BEGIN Data records

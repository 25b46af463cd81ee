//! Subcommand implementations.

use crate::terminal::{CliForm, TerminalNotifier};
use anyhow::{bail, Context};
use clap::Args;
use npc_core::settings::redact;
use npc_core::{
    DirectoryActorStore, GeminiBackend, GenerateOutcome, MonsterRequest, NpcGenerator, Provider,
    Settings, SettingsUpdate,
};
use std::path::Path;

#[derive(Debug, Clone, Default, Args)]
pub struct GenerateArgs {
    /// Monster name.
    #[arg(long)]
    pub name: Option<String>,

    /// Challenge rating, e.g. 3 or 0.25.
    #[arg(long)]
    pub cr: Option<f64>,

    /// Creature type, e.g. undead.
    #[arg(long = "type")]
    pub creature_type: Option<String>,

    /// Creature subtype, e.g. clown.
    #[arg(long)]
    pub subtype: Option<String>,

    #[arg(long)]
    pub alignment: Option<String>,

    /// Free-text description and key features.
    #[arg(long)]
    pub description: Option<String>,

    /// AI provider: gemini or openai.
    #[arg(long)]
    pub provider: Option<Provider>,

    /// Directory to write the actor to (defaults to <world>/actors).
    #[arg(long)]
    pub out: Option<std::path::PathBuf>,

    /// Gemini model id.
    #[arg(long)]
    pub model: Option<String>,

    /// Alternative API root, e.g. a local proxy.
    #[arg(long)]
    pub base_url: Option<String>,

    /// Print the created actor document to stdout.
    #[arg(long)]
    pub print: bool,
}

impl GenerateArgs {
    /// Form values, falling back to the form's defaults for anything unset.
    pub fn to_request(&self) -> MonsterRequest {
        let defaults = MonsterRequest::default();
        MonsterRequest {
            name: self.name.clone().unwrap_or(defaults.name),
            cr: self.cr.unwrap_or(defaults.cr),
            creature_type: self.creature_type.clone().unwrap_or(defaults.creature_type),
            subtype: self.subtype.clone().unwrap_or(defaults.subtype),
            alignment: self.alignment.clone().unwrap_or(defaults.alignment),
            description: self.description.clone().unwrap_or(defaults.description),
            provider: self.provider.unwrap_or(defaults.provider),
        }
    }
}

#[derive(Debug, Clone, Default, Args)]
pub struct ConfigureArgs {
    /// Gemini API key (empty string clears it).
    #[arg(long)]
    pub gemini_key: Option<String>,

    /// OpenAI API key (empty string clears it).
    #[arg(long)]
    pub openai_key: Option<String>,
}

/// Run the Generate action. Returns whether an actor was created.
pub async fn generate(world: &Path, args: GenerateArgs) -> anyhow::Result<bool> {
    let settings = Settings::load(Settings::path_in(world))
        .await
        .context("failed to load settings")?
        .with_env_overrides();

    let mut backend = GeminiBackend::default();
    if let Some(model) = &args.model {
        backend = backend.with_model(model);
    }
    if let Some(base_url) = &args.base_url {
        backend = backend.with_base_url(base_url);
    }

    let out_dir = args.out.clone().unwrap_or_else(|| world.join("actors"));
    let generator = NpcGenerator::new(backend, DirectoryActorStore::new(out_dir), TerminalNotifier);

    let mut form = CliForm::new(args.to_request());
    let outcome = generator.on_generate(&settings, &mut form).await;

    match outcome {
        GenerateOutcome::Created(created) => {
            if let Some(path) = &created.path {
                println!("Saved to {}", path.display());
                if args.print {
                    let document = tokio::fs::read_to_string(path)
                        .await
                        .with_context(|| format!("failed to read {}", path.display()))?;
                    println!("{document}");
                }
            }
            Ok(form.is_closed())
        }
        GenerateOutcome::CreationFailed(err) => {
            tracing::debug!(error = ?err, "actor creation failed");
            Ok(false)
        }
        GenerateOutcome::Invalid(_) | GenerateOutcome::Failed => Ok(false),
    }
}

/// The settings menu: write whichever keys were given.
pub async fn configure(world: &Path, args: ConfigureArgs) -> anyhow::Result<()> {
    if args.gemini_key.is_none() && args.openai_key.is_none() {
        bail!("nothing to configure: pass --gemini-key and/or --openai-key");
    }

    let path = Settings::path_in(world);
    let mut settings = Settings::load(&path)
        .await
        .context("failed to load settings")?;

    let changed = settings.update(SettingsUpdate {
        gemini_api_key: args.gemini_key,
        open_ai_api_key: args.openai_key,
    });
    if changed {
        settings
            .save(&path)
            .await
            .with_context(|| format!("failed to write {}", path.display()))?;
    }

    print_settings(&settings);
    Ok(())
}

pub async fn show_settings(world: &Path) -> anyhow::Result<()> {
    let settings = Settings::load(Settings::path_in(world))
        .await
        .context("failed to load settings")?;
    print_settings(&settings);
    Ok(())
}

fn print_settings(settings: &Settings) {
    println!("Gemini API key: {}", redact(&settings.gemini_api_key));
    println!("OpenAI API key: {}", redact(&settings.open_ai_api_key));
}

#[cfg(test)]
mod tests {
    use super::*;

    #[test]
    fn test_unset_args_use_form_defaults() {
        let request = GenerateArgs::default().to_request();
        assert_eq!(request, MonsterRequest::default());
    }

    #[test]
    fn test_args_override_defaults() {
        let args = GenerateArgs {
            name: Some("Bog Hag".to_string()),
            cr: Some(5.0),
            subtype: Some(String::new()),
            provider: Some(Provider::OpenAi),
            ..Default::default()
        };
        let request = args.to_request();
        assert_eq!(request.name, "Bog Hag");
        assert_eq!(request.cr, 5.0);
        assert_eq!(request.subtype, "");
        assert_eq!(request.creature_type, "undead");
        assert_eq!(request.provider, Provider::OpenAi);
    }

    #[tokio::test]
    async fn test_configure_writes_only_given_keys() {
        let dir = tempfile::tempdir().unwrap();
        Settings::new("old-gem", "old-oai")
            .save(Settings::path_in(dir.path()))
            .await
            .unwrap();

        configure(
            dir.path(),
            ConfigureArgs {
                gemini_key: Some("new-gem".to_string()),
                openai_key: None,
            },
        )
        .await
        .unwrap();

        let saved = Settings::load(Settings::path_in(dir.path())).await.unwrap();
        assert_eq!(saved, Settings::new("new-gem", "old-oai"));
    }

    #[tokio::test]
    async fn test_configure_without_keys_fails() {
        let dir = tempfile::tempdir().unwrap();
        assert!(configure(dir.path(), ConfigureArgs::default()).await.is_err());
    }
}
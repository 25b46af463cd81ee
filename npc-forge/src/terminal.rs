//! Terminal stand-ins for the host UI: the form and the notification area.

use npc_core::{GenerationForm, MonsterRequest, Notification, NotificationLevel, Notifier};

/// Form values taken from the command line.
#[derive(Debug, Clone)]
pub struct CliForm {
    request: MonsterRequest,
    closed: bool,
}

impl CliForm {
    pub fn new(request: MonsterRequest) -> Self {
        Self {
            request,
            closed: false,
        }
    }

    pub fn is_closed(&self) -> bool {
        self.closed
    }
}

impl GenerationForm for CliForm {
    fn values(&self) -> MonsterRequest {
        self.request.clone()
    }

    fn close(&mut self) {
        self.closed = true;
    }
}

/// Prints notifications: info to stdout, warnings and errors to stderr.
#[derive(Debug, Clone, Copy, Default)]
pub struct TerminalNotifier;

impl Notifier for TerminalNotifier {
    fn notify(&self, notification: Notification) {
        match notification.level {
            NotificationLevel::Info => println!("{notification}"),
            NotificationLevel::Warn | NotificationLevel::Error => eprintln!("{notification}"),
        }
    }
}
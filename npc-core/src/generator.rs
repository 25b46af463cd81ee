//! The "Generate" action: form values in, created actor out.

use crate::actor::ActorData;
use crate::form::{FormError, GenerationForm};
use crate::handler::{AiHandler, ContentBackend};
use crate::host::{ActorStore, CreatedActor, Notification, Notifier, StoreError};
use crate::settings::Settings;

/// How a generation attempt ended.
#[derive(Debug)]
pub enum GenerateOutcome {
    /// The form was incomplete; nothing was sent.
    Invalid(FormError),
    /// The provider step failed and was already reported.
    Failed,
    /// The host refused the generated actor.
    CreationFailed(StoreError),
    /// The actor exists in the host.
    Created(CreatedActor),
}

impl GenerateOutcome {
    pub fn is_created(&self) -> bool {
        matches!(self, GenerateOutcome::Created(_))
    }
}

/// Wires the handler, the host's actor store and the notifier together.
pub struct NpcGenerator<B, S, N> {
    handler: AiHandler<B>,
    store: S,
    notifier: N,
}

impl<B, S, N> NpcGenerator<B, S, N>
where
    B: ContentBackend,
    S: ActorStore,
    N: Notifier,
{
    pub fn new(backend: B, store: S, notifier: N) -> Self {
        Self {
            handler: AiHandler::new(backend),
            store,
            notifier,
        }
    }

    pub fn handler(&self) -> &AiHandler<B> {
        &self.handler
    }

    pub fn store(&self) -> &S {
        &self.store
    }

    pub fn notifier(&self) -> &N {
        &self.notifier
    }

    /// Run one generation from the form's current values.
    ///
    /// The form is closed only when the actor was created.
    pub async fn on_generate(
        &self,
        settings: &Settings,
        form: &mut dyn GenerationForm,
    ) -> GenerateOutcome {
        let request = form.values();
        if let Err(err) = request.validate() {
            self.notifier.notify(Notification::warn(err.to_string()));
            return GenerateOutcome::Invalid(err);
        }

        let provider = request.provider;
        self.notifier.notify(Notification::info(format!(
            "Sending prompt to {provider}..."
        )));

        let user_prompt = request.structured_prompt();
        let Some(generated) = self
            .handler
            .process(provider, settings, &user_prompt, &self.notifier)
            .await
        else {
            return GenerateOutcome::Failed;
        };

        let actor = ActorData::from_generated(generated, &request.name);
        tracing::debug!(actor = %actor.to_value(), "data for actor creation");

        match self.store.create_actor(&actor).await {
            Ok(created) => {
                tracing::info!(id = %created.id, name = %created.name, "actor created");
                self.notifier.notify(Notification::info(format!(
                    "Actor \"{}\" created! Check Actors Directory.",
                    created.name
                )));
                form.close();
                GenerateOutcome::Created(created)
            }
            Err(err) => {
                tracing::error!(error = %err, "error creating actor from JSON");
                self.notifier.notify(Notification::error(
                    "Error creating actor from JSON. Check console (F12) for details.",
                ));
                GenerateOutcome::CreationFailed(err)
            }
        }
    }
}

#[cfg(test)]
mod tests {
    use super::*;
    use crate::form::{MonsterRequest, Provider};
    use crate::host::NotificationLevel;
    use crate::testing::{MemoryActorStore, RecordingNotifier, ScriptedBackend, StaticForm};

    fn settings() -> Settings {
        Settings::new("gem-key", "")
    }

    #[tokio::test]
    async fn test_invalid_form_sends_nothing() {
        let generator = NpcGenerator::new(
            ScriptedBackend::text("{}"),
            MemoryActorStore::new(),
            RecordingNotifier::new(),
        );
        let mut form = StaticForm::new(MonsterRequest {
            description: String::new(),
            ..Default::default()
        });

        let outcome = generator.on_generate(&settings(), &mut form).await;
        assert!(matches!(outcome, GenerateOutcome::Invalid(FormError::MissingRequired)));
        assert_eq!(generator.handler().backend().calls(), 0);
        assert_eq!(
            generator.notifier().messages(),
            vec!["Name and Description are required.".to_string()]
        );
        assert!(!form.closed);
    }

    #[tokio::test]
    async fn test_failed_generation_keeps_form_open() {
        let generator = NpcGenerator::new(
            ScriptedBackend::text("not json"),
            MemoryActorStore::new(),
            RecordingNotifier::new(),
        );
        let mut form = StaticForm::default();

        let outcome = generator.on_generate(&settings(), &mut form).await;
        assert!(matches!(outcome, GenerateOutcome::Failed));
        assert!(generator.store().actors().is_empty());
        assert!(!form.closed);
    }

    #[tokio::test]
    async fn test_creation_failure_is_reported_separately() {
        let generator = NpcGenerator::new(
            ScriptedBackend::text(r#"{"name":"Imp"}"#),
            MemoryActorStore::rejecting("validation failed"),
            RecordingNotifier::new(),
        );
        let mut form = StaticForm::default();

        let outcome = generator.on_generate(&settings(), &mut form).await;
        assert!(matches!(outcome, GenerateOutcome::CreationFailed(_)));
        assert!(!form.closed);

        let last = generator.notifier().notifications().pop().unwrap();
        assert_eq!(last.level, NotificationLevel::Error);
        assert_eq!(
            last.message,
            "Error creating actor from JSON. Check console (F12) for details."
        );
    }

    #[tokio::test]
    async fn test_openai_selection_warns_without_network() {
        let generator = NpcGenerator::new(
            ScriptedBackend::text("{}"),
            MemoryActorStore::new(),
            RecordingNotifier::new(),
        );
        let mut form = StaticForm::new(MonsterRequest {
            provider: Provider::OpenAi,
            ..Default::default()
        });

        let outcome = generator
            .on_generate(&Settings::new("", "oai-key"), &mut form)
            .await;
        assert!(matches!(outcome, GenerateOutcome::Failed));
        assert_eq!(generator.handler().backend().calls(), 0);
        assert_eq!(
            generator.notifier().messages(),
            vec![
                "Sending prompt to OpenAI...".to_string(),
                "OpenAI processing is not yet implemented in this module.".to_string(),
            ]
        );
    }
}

END Data records
BEGIN Data records

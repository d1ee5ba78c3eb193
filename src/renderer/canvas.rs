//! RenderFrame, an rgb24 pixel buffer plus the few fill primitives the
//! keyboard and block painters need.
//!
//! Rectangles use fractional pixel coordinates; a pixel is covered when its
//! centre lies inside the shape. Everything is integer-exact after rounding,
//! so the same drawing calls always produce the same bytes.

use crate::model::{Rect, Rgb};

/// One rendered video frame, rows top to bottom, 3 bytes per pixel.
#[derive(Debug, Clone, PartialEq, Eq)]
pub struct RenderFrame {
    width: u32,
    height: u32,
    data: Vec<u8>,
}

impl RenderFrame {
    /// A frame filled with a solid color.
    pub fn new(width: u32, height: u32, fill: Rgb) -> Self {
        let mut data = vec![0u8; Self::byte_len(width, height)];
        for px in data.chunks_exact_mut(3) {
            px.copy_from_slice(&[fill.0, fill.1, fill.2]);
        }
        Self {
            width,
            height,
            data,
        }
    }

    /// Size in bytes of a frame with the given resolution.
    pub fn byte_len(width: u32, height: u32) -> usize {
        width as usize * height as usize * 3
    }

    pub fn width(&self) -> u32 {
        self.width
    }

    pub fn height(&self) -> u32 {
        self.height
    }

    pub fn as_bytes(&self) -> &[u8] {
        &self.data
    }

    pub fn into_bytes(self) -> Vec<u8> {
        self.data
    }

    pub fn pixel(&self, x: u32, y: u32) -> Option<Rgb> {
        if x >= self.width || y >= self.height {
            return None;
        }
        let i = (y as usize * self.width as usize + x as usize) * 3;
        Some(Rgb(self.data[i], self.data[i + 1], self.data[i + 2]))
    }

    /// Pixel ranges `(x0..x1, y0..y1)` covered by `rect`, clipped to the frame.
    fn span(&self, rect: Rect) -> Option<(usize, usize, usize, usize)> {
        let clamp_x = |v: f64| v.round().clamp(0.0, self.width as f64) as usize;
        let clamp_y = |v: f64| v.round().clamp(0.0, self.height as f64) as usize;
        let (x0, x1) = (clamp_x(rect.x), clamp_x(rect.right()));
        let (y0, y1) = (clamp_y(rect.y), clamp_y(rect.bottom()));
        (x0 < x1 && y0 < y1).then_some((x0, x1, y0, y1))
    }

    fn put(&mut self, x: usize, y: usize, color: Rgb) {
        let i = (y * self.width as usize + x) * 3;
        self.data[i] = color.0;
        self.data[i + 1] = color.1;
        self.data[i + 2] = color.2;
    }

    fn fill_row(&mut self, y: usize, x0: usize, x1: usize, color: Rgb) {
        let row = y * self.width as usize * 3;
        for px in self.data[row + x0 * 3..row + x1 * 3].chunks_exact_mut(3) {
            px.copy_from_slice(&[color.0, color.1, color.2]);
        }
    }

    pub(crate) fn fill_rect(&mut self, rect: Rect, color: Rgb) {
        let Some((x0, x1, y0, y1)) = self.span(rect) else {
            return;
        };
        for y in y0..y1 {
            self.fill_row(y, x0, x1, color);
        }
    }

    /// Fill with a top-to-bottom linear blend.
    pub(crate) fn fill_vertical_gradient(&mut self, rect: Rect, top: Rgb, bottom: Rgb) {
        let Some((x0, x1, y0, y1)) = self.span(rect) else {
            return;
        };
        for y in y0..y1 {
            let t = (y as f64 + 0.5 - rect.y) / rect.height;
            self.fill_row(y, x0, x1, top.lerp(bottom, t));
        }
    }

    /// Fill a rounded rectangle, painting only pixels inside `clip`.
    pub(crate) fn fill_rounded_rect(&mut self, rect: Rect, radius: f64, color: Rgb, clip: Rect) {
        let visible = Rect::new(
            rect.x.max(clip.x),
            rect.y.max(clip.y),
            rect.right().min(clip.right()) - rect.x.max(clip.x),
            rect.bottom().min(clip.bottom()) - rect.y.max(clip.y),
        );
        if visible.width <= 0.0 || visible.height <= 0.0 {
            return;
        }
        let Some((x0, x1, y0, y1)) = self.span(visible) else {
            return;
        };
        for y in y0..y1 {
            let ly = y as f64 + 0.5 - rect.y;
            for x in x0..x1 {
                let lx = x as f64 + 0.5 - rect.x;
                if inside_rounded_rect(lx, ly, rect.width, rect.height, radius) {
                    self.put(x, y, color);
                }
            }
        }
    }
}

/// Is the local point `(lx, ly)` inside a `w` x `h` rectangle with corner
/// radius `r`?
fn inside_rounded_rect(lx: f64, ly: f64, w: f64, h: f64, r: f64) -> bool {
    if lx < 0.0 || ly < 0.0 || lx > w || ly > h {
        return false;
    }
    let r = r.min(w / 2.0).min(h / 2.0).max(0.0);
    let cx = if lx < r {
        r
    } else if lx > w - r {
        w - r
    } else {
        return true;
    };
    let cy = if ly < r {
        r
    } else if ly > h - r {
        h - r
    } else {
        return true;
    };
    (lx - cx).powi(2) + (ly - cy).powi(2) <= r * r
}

END Data records

**What you should do**
Exactly how many lines in the listing above contain the string "bool"? Give the number without comment.

**Output below**
6